● TO DO: For each line in the data below that holds "crates", return a copy.

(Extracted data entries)
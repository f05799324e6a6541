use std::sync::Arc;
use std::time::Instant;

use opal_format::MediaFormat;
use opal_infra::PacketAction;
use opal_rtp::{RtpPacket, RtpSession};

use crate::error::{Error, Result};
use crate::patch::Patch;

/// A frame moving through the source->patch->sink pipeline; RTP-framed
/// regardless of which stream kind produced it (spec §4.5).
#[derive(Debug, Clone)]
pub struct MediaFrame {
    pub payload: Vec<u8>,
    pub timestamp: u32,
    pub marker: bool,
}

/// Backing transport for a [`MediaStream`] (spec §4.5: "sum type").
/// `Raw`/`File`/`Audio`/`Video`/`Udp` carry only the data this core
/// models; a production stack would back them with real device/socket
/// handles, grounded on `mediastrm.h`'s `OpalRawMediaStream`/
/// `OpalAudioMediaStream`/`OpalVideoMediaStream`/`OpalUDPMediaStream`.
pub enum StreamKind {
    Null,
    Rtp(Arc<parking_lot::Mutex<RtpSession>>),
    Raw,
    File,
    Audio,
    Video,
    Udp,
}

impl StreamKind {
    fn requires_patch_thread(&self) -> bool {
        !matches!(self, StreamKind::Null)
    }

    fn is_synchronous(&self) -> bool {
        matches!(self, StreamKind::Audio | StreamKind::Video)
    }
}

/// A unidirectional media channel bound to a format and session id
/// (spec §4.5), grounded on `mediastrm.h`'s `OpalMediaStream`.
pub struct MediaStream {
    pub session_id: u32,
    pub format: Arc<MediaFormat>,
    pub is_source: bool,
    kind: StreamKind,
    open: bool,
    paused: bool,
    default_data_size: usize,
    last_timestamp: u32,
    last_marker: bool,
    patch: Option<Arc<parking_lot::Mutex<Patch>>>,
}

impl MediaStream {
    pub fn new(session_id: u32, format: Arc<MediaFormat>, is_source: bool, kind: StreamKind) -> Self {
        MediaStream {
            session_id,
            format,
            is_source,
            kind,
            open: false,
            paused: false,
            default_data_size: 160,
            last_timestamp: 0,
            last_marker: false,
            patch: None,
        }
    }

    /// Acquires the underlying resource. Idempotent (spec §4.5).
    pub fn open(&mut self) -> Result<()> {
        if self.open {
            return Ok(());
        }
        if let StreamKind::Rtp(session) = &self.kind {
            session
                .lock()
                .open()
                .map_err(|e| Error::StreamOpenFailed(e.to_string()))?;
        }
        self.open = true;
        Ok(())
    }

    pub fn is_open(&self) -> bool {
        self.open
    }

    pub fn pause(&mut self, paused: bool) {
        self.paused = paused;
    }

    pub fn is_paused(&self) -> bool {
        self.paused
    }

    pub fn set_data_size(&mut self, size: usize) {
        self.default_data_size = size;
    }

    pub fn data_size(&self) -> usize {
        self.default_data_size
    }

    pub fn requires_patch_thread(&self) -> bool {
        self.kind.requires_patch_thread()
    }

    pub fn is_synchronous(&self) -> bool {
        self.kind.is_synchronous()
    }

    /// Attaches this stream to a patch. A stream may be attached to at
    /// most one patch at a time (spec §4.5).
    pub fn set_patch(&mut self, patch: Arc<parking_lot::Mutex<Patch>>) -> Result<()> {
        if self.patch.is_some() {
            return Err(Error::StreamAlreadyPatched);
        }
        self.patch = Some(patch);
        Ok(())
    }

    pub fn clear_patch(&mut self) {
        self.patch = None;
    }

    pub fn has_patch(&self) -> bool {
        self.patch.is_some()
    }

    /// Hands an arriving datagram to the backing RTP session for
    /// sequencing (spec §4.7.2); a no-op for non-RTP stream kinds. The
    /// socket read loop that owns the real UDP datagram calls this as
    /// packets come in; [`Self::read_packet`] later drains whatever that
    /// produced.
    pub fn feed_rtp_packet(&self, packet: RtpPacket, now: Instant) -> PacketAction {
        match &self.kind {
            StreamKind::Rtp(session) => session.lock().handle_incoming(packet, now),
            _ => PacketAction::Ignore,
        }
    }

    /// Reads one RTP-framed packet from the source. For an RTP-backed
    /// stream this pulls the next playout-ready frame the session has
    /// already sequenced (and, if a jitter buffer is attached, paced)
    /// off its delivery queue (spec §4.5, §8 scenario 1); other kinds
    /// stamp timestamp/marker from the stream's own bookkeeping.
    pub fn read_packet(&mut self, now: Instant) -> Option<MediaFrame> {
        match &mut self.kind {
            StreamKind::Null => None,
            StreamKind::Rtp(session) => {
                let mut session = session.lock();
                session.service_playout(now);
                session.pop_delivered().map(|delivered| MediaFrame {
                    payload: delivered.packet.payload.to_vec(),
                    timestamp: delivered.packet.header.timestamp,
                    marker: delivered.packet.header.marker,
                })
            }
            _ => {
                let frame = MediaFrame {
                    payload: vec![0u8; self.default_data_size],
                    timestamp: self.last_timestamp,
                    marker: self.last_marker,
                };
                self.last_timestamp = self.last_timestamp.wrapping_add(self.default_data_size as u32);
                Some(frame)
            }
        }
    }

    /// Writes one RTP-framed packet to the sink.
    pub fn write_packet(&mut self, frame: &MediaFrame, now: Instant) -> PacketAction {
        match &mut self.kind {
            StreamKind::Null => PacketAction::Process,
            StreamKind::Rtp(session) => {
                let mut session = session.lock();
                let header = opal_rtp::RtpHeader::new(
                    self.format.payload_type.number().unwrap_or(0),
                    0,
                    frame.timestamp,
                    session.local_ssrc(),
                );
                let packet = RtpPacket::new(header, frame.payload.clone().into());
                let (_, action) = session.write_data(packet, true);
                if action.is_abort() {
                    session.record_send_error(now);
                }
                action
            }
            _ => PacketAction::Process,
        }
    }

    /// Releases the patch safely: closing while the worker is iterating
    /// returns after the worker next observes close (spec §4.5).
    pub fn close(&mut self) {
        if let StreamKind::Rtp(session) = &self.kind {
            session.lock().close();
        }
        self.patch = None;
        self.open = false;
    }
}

==

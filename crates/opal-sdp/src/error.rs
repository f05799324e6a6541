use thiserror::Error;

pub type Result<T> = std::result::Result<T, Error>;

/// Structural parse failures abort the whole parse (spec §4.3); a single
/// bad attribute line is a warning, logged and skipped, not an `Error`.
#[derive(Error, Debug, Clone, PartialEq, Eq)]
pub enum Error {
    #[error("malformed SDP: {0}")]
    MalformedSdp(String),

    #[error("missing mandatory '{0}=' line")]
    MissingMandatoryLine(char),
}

---

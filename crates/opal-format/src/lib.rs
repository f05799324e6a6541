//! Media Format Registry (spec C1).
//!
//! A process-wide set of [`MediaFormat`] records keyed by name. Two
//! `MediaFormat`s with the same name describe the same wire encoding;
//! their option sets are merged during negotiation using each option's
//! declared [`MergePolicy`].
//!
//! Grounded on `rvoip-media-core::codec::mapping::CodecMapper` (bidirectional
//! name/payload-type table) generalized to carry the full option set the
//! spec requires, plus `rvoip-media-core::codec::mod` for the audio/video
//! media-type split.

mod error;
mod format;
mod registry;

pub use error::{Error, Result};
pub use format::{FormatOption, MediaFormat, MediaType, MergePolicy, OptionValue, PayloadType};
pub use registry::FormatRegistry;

● WRITTEN RESPONSE:
filename crates/opal-sdp/src/error.rs
filename crates/opal-format/src/lib.rs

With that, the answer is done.